● **Your goal**
Scan the data for "Duration" and copy the lines it appears in.

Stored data
┄┄┄┄┄┄┄┄┄┄

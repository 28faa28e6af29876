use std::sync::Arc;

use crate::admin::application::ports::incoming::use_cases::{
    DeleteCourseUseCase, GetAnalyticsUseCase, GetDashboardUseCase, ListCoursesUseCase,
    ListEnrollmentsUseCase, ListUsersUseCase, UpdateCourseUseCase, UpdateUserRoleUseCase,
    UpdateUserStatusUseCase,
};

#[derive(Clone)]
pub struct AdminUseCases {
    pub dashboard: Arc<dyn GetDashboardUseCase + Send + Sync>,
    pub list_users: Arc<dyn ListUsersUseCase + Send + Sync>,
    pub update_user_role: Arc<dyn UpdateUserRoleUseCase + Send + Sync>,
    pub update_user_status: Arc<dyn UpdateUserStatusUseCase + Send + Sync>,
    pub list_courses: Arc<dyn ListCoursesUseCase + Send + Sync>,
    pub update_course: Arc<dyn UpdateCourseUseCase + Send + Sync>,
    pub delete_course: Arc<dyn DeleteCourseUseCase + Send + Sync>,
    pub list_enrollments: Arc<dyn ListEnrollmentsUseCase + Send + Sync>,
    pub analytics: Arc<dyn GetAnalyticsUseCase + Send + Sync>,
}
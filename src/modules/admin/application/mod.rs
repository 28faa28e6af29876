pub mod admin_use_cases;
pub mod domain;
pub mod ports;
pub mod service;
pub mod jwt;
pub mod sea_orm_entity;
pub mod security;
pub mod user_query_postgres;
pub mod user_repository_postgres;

┄┄┄┄┄┄┄┄┄┄

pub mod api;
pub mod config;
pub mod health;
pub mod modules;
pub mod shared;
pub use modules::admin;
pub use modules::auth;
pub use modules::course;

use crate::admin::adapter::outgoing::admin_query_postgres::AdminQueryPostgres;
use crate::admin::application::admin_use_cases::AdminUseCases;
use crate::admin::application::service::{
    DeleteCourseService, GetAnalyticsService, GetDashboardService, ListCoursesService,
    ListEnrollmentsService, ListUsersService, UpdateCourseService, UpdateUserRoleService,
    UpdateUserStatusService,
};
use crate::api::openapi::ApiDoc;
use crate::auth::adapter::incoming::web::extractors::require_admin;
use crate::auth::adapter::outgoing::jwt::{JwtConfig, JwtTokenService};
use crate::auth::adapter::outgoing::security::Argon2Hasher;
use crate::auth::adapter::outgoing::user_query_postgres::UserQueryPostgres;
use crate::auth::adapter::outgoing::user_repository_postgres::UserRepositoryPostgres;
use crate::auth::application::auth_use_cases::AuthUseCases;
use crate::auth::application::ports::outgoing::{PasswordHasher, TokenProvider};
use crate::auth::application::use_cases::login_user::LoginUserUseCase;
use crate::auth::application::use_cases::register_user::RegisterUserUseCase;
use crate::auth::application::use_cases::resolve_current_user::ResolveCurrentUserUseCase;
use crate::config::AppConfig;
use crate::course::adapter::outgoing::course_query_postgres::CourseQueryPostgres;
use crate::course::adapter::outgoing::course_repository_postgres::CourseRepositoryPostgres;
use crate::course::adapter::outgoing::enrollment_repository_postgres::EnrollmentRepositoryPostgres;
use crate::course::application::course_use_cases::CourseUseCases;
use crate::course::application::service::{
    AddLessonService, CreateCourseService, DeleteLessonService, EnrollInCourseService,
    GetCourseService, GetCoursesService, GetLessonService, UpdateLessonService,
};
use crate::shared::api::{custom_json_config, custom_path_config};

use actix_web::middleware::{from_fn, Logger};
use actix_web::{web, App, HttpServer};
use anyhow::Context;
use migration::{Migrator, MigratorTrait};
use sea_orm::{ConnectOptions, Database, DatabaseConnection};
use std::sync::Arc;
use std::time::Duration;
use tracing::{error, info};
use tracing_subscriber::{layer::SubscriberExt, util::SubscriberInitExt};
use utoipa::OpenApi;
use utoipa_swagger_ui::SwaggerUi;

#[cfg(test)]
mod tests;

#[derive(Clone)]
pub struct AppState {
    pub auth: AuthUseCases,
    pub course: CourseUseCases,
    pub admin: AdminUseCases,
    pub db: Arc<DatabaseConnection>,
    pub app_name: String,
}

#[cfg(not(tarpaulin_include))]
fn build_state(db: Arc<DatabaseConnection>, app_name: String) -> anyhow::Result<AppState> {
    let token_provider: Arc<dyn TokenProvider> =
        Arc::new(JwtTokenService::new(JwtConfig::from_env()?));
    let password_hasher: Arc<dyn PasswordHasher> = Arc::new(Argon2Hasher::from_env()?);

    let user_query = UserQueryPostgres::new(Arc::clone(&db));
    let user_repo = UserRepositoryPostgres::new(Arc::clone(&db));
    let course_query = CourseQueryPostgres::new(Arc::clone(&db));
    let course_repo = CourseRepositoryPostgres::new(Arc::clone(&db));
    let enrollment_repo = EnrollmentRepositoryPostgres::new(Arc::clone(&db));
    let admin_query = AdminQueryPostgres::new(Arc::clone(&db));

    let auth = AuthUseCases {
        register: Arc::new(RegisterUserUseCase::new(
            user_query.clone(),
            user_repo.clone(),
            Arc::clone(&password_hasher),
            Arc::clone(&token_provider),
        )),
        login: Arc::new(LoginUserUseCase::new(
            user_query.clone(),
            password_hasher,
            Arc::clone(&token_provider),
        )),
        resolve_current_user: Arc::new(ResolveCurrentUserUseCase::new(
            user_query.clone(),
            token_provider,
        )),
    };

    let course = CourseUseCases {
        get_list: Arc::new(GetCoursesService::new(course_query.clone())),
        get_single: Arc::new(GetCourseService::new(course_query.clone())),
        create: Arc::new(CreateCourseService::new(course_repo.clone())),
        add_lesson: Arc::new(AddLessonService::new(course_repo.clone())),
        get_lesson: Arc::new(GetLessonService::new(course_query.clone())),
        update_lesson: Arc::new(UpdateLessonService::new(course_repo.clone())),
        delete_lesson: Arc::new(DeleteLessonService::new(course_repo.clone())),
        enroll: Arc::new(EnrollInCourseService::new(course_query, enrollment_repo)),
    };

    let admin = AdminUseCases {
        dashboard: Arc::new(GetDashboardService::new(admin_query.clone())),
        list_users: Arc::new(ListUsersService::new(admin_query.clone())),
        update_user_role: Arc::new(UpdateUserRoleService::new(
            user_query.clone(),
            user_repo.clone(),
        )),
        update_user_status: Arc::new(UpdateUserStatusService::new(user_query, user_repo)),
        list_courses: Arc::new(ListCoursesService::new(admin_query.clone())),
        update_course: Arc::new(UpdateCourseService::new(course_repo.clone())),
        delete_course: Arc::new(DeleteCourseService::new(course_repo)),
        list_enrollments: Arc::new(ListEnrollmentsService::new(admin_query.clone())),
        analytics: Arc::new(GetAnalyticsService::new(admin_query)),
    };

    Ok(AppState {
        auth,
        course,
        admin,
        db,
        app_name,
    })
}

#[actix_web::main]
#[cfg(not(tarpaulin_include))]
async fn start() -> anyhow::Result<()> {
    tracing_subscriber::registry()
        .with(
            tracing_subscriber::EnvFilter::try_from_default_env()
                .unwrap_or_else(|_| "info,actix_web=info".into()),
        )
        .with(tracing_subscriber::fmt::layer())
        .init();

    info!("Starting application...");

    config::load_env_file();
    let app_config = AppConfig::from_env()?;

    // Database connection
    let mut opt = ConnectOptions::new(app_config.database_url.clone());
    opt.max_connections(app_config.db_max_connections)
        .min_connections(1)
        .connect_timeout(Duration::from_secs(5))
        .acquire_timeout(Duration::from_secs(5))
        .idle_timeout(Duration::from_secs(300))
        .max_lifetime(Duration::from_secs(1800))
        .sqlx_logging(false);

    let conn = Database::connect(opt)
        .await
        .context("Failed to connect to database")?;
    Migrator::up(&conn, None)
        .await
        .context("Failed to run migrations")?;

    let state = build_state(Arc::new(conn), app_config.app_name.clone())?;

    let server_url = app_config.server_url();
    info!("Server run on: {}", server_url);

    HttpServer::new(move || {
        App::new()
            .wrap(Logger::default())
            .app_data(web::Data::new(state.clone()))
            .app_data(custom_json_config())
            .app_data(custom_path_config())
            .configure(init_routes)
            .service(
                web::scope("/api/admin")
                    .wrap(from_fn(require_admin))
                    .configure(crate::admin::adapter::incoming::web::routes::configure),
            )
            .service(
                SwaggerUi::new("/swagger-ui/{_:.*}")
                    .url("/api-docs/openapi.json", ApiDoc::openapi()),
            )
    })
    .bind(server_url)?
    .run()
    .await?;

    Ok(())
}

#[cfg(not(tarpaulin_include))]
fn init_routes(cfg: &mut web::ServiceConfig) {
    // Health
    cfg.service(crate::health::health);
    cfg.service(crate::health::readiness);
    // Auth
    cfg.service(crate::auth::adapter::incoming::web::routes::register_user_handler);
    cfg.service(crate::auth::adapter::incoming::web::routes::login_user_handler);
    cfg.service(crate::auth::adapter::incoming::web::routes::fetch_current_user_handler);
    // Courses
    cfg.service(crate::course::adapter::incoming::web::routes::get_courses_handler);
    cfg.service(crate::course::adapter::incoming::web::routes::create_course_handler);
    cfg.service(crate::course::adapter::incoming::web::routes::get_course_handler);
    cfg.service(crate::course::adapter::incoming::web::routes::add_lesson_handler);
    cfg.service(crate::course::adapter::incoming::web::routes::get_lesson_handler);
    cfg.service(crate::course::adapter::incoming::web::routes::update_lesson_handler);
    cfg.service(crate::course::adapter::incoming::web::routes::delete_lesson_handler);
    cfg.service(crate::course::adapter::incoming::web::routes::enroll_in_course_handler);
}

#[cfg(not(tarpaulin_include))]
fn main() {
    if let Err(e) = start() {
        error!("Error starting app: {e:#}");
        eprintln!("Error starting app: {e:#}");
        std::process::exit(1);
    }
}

┄┄┄┄┄┄┄┄┄┄

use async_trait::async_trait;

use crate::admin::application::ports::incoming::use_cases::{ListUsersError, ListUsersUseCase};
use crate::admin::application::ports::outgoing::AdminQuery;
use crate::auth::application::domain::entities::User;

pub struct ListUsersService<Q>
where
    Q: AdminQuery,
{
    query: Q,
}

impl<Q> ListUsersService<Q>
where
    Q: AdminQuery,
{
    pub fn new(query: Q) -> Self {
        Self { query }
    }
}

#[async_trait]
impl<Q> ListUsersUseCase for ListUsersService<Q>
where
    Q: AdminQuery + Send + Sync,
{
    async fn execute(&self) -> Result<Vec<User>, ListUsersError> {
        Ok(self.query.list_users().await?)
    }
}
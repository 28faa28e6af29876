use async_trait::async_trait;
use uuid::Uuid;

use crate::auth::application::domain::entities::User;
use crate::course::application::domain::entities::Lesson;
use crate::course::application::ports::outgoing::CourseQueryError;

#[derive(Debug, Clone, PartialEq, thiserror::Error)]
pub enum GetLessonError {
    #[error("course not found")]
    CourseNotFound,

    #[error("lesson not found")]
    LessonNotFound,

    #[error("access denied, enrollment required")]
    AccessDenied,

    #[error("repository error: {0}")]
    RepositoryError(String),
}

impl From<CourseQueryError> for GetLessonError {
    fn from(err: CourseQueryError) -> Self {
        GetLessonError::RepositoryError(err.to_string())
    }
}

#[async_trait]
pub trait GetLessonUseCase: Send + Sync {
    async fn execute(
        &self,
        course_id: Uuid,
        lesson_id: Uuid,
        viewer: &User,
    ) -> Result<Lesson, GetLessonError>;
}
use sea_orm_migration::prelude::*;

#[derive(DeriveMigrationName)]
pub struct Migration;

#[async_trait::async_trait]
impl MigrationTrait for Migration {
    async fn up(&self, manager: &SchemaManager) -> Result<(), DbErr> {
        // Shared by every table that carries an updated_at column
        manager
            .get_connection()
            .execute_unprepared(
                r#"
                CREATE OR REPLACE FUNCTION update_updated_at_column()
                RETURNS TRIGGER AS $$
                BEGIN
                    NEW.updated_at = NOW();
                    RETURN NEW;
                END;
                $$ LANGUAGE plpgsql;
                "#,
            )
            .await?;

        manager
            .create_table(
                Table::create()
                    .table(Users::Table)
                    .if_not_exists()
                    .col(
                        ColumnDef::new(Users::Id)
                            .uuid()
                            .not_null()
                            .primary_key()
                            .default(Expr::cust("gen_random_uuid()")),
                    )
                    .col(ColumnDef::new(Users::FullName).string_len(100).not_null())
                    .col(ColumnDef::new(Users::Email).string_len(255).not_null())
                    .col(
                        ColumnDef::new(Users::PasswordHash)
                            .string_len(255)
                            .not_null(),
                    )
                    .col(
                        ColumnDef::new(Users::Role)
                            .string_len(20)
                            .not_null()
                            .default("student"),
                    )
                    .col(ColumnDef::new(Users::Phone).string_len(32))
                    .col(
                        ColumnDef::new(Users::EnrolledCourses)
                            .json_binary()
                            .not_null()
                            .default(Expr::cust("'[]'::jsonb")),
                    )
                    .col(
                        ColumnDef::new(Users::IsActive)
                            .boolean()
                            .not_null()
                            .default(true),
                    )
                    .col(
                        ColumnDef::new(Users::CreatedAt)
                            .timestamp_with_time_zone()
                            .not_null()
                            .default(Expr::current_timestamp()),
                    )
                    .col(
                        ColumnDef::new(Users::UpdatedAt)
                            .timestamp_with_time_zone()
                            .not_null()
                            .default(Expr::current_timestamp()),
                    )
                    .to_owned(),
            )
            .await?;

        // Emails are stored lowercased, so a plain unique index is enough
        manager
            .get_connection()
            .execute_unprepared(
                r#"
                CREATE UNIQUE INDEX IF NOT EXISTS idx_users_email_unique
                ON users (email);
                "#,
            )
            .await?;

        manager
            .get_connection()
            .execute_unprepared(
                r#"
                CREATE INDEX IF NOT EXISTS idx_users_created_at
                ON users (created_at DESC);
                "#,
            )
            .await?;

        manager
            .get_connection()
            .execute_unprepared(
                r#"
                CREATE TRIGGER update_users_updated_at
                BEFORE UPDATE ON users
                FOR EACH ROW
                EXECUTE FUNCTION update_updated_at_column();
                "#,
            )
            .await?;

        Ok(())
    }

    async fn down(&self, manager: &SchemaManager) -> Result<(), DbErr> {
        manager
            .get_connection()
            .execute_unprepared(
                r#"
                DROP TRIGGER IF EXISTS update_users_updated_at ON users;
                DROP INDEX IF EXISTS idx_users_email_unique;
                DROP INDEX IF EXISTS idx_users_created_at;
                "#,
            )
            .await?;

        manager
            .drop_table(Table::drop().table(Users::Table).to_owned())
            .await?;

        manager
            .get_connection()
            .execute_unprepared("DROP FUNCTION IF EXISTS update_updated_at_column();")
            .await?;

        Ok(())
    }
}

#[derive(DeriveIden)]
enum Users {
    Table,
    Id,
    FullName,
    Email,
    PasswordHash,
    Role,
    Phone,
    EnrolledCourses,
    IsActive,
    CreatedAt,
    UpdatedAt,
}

┄┄┄┄┄┄┄┄┄┄

● **Response to the task**
use std::time::Duration;
        .connect_timeout(Duration::from_secs(5))
        .acquire_timeout(Duration::from_secs(5))
        .idle_timeout(Duration::from_secs(300))
        .max_lifetime(Duration::from_secs(1800))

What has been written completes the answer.